EDGAR ALLAN POE: Los relatos humorísticos, I (Cuentos completos de Poe, II)

Las obras narrativas publicadas por Edgar Allan Poe en sus comienzos no son ciertamente tan memorables como los que habría de crear poco después. Poe estaba entonces afilando sus garras, y algunos elementos preanuncian sus grandes obsesiones, pero, salvo excepciones, sin destellos aún magníficos. No resulta extraño que el lector que conozca la obra de Poe a través de antologías desconozca la mayoría de aquellos primeros relatos ni tan siquiera de oídas. Otra característica del primer Poe cuentista es el predominio del humor, una naturaleza que no desaparecerá del todo más tarde, aunque su proporción sea menor respecto a las que presenten contenidos macabros, terroríficos, misteriosos, detectivescos o fantásticos.

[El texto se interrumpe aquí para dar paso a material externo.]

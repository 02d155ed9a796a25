use thiserror::Error;

#[derive(Error, Debug)]
pub enum ReelcutError {
    #[error("Invalid input: {reason}")]
    Validation { reason: String },

    #[error("Media processing failed during {operation}: {reason}")]
    Processing {
        operation: &'static str,
        reason: String,
    },

    #[error("Media engine is busy, cannot start {operation} while another operation is running")]
    Busy { operation: &'static str },

    #[error("Media engine is not loaded, call load() before {operation}")]
    NotLoaded { operation: &'static str },

    #[error("IO error: {0}")]
    IoError(#[from] std::io::Error),

    #[error("JSON parse error: {0}")]
    JsonError(#[from] serde_json::Error),
}

impl ReelcutError {
    pub fn validation(reason: impl Into<String>) -> Self {
        Self::Validation {
            reason: reason.into(),
        }
    }

    pub fn processing(operation: &'static str, reason: impl Into<String>) -> Self {
        Self::Processing {
            operation,
            reason: reason.into(),
        }
    }
}

pub type Result<T> = std::result::Result<T, ReelcutError>;
use std::path::PathBuf;

pub const FFMPEG_ENV_VAR: &str = "REELCUT_FFMPEG";
pub const SCRATCH_DIR_ENV_VAR: &str = "REELCUT_SCRATCH_DIR";

#[derive(Debug, Clone)]
pub struct EngineConfig {
    /// ffmpeg binary, resolved through `PATH` when relative.
    pub ffmpeg_path: PathBuf,
    /// Where per-operation scratch files are written.
    pub scratch_dir: PathBuf,
    /// Container extension used for scratch media files.
    pub container: String,
}

impl Default for EngineConfig {
    fn default() -> Self {
        Self {
            ffmpeg_path: PathBuf::from("ffmpeg"),
            scratch_dir: get_scratch_root(),
            container: "mp4".to_string(),
        }
    }
}

impl EngineConfig {
    /// Defaults, overridden by `REELCUT_FFMPEG` and `REELCUT_SCRATCH_DIR`.
    pub fn from_env() -> Self {
        let mut config = Self::default();
        if let Ok(path) = std::env::var(FFMPEG_ENV_VAR) {
            config.ffmpeg_path = PathBuf::from(path);
        }
        if let Ok(dir) = std::env::var(SCRATCH_DIR_ENV_VAR) {
            config.scratch_dir = PathBuf::from(dir);
        }
        config
    }
}

pub fn get_scratch_root() -> PathBuf {
    dirs::cache_dir()
        .unwrap_or_else(|| PathBuf::from("/tmp"))
        .join("reelcut")
        .join("scratch")
}

#[cfg(test)]
mod tests {
    use super::*;

    #[test]
    fn default_scratch_dir_is_namespaced() {
        let config = EngineConfig::default();
        assert!(config.scratch_dir.ends_with("reelcut/scratch"));
        assert_eq!(config.container, "mp4");
    }
}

En 1832 Edgar Allan Poe publica en el Philadelphia Saturday Courier cinco relatos, los titulados: «Metzengerstein», «The Duc De L’Omelette» (El duque de l’Omelette), «A Tale of Jerusalem» (Un cuento de Jerusalén), «Loss of Breath» (Aliento perdido) y «Bon-Bon». Nada menos que cuatro de ellos, los cuatro últimos permiten ser englobados bajo una etiqueta humorística. Y a ellos vamos a referirnos en esta entrega de la serie que dedicaremos a los relatos completos de Poe. Tras la entrega introductoria a la obra breve en prosa de Edgar Allan Poe, en la que nos ocupamos de «The Fall of House Usher» (La caída de la casa Usher), que publicó en septiembre de 1839 en la Burton’s Gentleman’s Magazine de Filadelfia.

Este es el primero de los ocho vídeos que dedicamos a reseñar los cuentos humorísticos de Poe, por laxa que resulte esta etiqueta en la obra de este autor genial y pródigo en hallazgos hasta lo increíble para un hombre que murió a la temprana edad de cuarenta años.

Nos servimos, como en los restantes casos, de los siguientes volúmenes: «The Unabridged Edgar Allan Poe» (Filadelfia, Ruuning Press, 1997), con ilustraciones de Suzanne Clee, «Cuentos» (Madrid, Alianza, 2010), edición en dos volúmenes con traducción de Julio Cortázar, y «Cuentos completos» (Madrid, Páginas de espuma, 2026), traducido por Rafael Accorinti e ilustrado por Arturo Garrido.